──────── Given records ────────
//! In-memory credential store.

use async_trait::async_trait;
use chrono::Utc;
use std::sync::Arc;
use tokio::sync::RwLock;
use toolrelay_core::credential::rotation_order;
use toolrelay_core::{Credential, CredentialError, CredentialStore};

#[derive(Default)]
struct Pool {
    next_id: i64,
    items: Vec<Credential>,
}

impl Pool {
    fn find_mut(&mut self, id: i64) -> Result<&mut Credential, CredentialError> {
        self.items
            .iter_mut()
            .find(|c| c.id == id)
            .ok_or(CredentialError::NotFound(id))
    }

    fn next_usable(&self) -> Option<&Credential> {
        self.items
            .iter()
            .filter(|c| c.is_active && c.is_valid)
            .min_by(|a, b| rotation_order(a, b))
    }
}

/// A credential pool held in process memory. Lost on restart.
pub struct InMemoryCredentialStore {
    pool: Arc<RwLock<Pool>>,
}

impl InMemoryCredentialStore {
    pub fn new() -> Self {
        Self {
            pool: Arc::new(RwLock::new(Pool::default())),
        }
    }
}

impl Default for InMemoryCredentialStore {
    fn default() -> Self {
        Self::new()
    }
}

#[async_trait]
impl CredentialStore for InMemoryCredentialStore {
    fn name(&self) -> &str {
        "in_memory"
    }

    async fn add(&self, name: &str, secret: &str) -> Result<Credential, CredentialError> {
        let mut pool = self.pool.write().await;
        if pool.items.iter().any(|c| c.secret == secret) {
            return Err(CredentialError::Duplicate);
        }
        pool.next_id += 1;
        let now = Utc::now();
        let credential = Credential {
            id: pool.next_id,
            name: name.to_string(),
            secret: secret.to_string(),
            is_active: true,
            is_valid: false,
            last_used: None,
            created_at: now,
            updated_at: now,
        };
        pool.items.push(credential.clone());
        Ok(credential)
    }

    async fn list(&self) -> Result<Vec<Credential>, CredentialError> {
        let pool = self.pool.read().await;
        let mut all = pool.items.clone();
        all.sort_by(|a, b| b.created_at.cmp(&a.created_at).then(b.id.cmp(&a.id)));
        Ok(all)
    }

    async fn get(&self, id: i64) -> Result<Option<Credential>, CredentialError> {
        let pool = self.pool.read().await;
        Ok(pool.items.iter().find(|c| c.id == id).cloned())
    }

    async fn remove(&self, id: i64) -> Result<(), CredentialError> {
        let mut pool = self.pool.write().await;
        let before = pool.items.len();
        pool.items.retain(|c| c.id != id);
        if pool.items.len() == before {
            return Err(CredentialError::NotFound(id));
        }
        Ok(())
    }

    async fn rename(&self, id: i64, name: &str) -> Result<(), CredentialError> {
        let mut pool = self.pool.write().await;
        let credential = pool.find_mut(id)?;
        credential.name = name.to_string();
        credential.updated_at = Utc::now();
        Ok(())
    }

    async fn set_active(&self, id: i64, active: bool) -> Result<(), CredentialError> {
        let mut pool = self.pool.write().await;
        let credential = pool.find_mut(id)?;
        credential.is_active = active;
        credential.updated_at = Utc::now();
        Ok(())
    }

    async fn mark_valid(&self, id: i64, valid: bool) -> Result<(), CredentialError> {
        let mut pool = self.pool.write().await;
        let credential = pool.find_mut(id)?;
        credential.is_valid = valid;
        credential.updated_at = Utc::now();
        Ok(())
    }

    async fn mark_used(&self, id: i64) -> Result<(), CredentialError> {
        let mut pool = self.pool.write().await;
        let credential = pool.find_mut(id)?;
        credential.last_used = Some(Utc::now());
        Ok(())
    }

    async fn next_usable(&self) -> Result<Option<Credential>, CredentialError> {
        let pool = self.pool.read().await;
        Ok(pool.next_usable().cloned())
    }

    async fn checkout(&self) -> Result<Option<Credential>, CredentialError> {
        let mut pool = self.pool.write().await;
        let Some(id) = pool.next_usable().map(|c| c.id) else {
            return Ok(None);
        };
        let credential = pool.find_mut(id)?;
        credential.last_used = Some(Utc::now());
        Ok(Some(credential.clone()))
    }
}

#[cfg(test)]
mod tests {
    use super::*;

    async fn verified(store: &InMemoryCredentialStore, name: &str) -> Credential {
        let c = store.add(name, &format!("secret-{name}")).await.unwrap();
        store.mark_valid(c.id, true).await.unwrap();
        c
    }

    #[tokio::test]
    async fn new_credentials_start_active_and_unverified() {
        let store = InMemoryCredentialStore::new();
        let c = store.add("main", "eyJabc").await.unwrap();
        assert!(c.is_active);
        assert!(!c.is_valid);
        assert!(c.last_used.is_none());
        assert_eq!(store.name(), "in_memory");
    }

    #[tokio::test]
    async fn duplicate_secret_rejected() {
        let store = InMemoryCredentialStore::new();
        store.add("a", "same").await.unwrap();
        let err = store.add("b", "same").await.unwrap_err();
        assert!(matches!(err, CredentialError::Duplicate));
    }

    #[tokio::test]
    async fn list_is_newest_first() {
        let store = InMemoryCredentialStore::new();
        store.add("first", "s1").await.unwrap();
        store.add("second", "s2").await.unwrap();
        let all = store.list().await.unwrap();
        assert_eq!(all[0].name, "second");
        assert_eq!(all[1].name, "first");
    }

    #[tokio::test]
    async fn unverified_credentials_are_not_handed_out() {
        let store = InMemoryCredentialStore::new();
        store.add("pending", "s1").await.unwrap();
        assert!(store.checkout().await.unwrap().is_none());
    }

    #[tokio::test]
    async fn disabled_credentials_are_skipped() {
        let store = InMemoryCredentialStore::new();
        let a = verified(&store, "a").await;
        let b = verified(&store, "b").await;
        store.set_active(a.id, false).await.unwrap();
        let picked = store.checkout().await.unwrap().unwrap();
        assert_eq!(picked.id, b.id);
    }

    #[tokio::test]
    async fn checkout_rotates_least_recently_used() {
        let store = InMemoryCredentialStore::new();
        let a = verified(&store, "a").await;
        let b = verified(&store, "b").await;

        let first = store.checkout().await.unwrap().unwrap();
        let second = store.checkout().await.unwrap().unwrap();
        let third = store.checkout().await.unwrap().unwrap();

        assert_eq!(first.id, a.id);
        assert_eq!(second.id, b.id);
        assert_eq!(third.id, a.id);
        assert!(third.last_used.is_some());
    }

    #[tokio::test]
    async fn missing_ids_report_not_found() {
        let store = InMemoryCredentialStore::new();
        assert!(matches!(
            store.remove(42).await.unwrap_err(),
            CredentialError::NotFound(42)
        ));
        assert!(matches!(
            store.rename(7, "x").await.unwrap_err(),
            CredentialError::NotFound(7)
        ));
        assert!(store.get(1).await.unwrap().is_none());
    }

    #[tokio::test]
    async fn rename_and_remove() {
        let store = InMemoryCredentialStore::new();
        let c = store.add("old", "s").await.unwrap();
        store.rename(c.id, "new").await.unwrap();
        assert_eq!(store.get(c.id).await.unwrap().unwrap().name, "new");
        store.remove(c.id).await.unwrap();
        assert!(store.list().await.unwrap().is_empty());
    }
}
────────
Pull out each line of the records holding the string "before".

        let before = pool.items.len();
        if pool.items.len() == before {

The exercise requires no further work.